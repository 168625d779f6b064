//! Google Calendar v3 REST calls bound to one access token.

use std::collections::HashMap;

use async_trait::async_trait;
use chrono::SecondsFormat;
use one_core::remote::{
    CalendarApi, ColorDefinition, EventDraft, EventPage, EventQuery, RemoteCalendar,
    RemoteCalendarDetails, RemoteEvent,
};
use one_core::{OneError, OneResult};
use reqwest::{RequestBuilder, Response};
use serde::de::DeserializeOwned;
use tracing::debug;
use url::Url;

use crate::error;
use crate::types::{GoogleCalendar, GoogleCalendarList, GoogleColors, GoogleEvent, GoogleEventBody, GoogleEventList};

pub struct GoogleCalendarApi {
    http: reqwest::Client,
    base_url: Url,
    access_token: String,
}

impl GoogleCalendarApi {
    pub fn new(http: reqwest::Client, base_url: Url, access_token: &str) -> Self {
        GoogleCalendarApi {
            http,
            base_url,
            access_token: access_token.to_string(),
        }
    }

    /// Append percent-encoded path segments to the API base URL.
    fn endpoint(&self, segments: &[&str]) -> OneResult<Url> {
        let mut url = self.base_url.clone();
        url.path_segments_mut()
            .map_err(|_| OneError::Provider(format!("Invalid API base URL: {}", self.base_url)))?
            .pop_if_empty()
            .extend(segments);
        Ok(url)
    }

    async fn send(&self, request: RequestBuilder, what: &str) -> OneResult<Response> {
        let response = request
            .bearer_auth(&self.access_token)
            .send()
            .await
            .map_err(|e| error::transport(e, what))?;

        let status = response.status();
        if status.is_success() {
            return Ok(response);
        }

        let body = response.text().await.unwrap_or_default();
        debug!(%status, what, "Google API request failed");
        Err(error::classify(status, &body, what))
    }

    async fn send_json<T: DeserializeOwned>(&self, request: RequestBuilder, what: &str) -> OneResult<T> {
        self.send(request, what)
            .await?
            .json()
            .await
            .map_err(|e| OneError::Provider(format!("{what}: unexpected response: {e}")))
    }
}

fn timestamp(time: &chrono::DateTime<chrono::Utc>) -> String {
    time.to_rfc3339_opts(SecondsFormat::Secs, true)
}

#[async_trait]
impl CalendarApi for GoogleCalendarApi {
    async fn calendar(&self, calendar_id: &str) -> OneResult<RemoteCalendarDetails> {
        let url = self.endpoint(&["calendars", calendar_id])?;
        let calendar: GoogleCalendar = self
            .send_json(self.http.get(url), &format!("Calendar {calendar_id}"))
            .await?;
        Ok(calendar.into())
    }

    async fn calendar_list(&self) -> OneResult<Vec<RemoteCalendar>> {
        let url = self.endpoint(&["users", "me", "calendarList"])?;
        let mut calendars = Vec::new();
        let mut page_token: Option<String> = None;

        loop {
            let mut request = self.http.get(url.clone());
            if let Some(token) = &page_token {
                request = request.query(&[("pageToken", token)]);
            }

            let page: GoogleCalendarList = self.send_json(request, "Calendar list").await?;
            calendars.extend(page.items.into_iter().map(RemoteCalendar::from));

            match page.next_page_token {
                Some(next) if page_token.as_ref() != Some(&next) => page_token = Some(next),
                Some(next) => {
                    return Err(OneError::Provider(format!(
                        "Calendar list: page token {next} repeated"
                    )));
                }
                None => break,
            }
        }

        Ok(calendars)
    }

    async fn events(&self, calendar_id: &str, query: &EventQuery) -> OneResult<EventPage> {
        let url = self.endpoint(&["calendars", calendar_id, "events"])?;

        let mut params: Vec<(&str, String)> = vec![
            ("timeMin", timestamp(&query.time_min)),
            ("timeMax", timestamp(&query.time_max)),
            ("singleEvents", query.single_events.to_string()),
        ];
        if query.order_by_start_time {
            params.push(("orderBy", "startTime".to_string()));
        }
        if let Some(max) = query.max_results {
            params.push(("maxResults", max.to_string()));
        }
        if let Some(token) = &query.page_token {
            params.push(("pageToken", token.clone()));
        }

        let list: GoogleEventList = self
            .send_json(
                self.http.get(url).query(&params),
                &format!("Events of {calendar_id}"),
            )
            .await?;

        Ok(EventPage {
            events: list.items.into_iter().map(RemoteEvent::from).collect(),
            next_page_token: list.next_page_token.filter(|t| !t.is_empty()),
        })
    }

    async fn insert_event(&self, calendar_id: &str, draft: &EventDraft) -> OneResult<RemoteEvent> {
        let url = self.endpoint(&["calendars", calendar_id, "events"])?;
        let event: GoogleEvent = self
            .send_json(
                self.http.post(url).json(&GoogleEventBody::from(draft)),
                &format!("Create event {}", draft.summary),
            )
            .await?;
        Ok(event.into())
    }

    async fn update_event(
        &self,
        calendar_id: &str,
        event_id: &str,
        draft: &EventDraft,
    ) -> OneResult<RemoteEvent> {
        let url = self.endpoint(&["calendars", calendar_id, "events", event_id])?;
        // PATCH keeps attendees, reminders and the rest of the remote event intact
        let event: GoogleEvent = self
            .send_json(
                self.http.patch(url).json(&GoogleEventBody::from(draft)),
                &format!("Event {event_id}"),
            )
            .await?;
        Ok(event.into())
    }

    async fn delete_event(&self, calendar_id: &str, event_id: &str) -> OneResult<()> {
        let url = self.endpoint(&["calendars", calendar_id, "events", event_id])?;
        self.send(self.http.delete(url), &format!("Event {event_id}"))
            .await?;
        Ok(())
    }

    async fn event_colors(&self) -> OneResult<HashMap<String, ColorDefinition>> {
        let url = self.endpoint(&["colors"])?;
        let colors: GoogleColors = self.send_json(self.http.get(url), "Colors").await?;

        Ok(colors
            .event
            .into_iter()
            .map(|(id, c)| {
                (
                    id,
                    ColorDefinition {
                        background: c.background,
                        foreground: c.foreground,
                    },
                )
            })
            .collect())
    }
}

#[cfg(test)]
mod tests {
    use super::*;

    fn api(base: &str) -> GoogleCalendarApi {
        GoogleCalendarApi::new(reqwest::Client::new(), Url::parse(base).unwrap(), "token")
    }

    #[test]
    fn test_endpoint_encodes_calendar_ids() {
        let api = api("https://www.googleapis.com/calendar/v3");

        let url = api
            .endpoint(&["calendars", "en.usa#holiday@group.v.calendar.google.com", "events"])
            .unwrap();

        assert_eq!(
            url.as_str(),
            "https://www.googleapis.com/calendar/v3/calendars/en.usa%23holiday@group.v.calendar.google.com/events"
        );
    }

    #[test]
    fn test_endpoint_tolerates_trailing_slash() {
        let api = api("http://127.0.0.1:1234/");

        let url = api.endpoint(&["colors"]).unwrap();

        assert_eq!(url.as_str(), "http://127.0.0.1:1234/colors");
    }
}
****
● **Problem**:
Would you show every line in the data above that contains the string "RemoteCalendarDetails"?

● **Answer space**:
    RemoteCalendarDetails, RemoteEvent,
    async fn calendar(&self, calendar_id: &str) -> OneResult<RemoteCalendarDetails> {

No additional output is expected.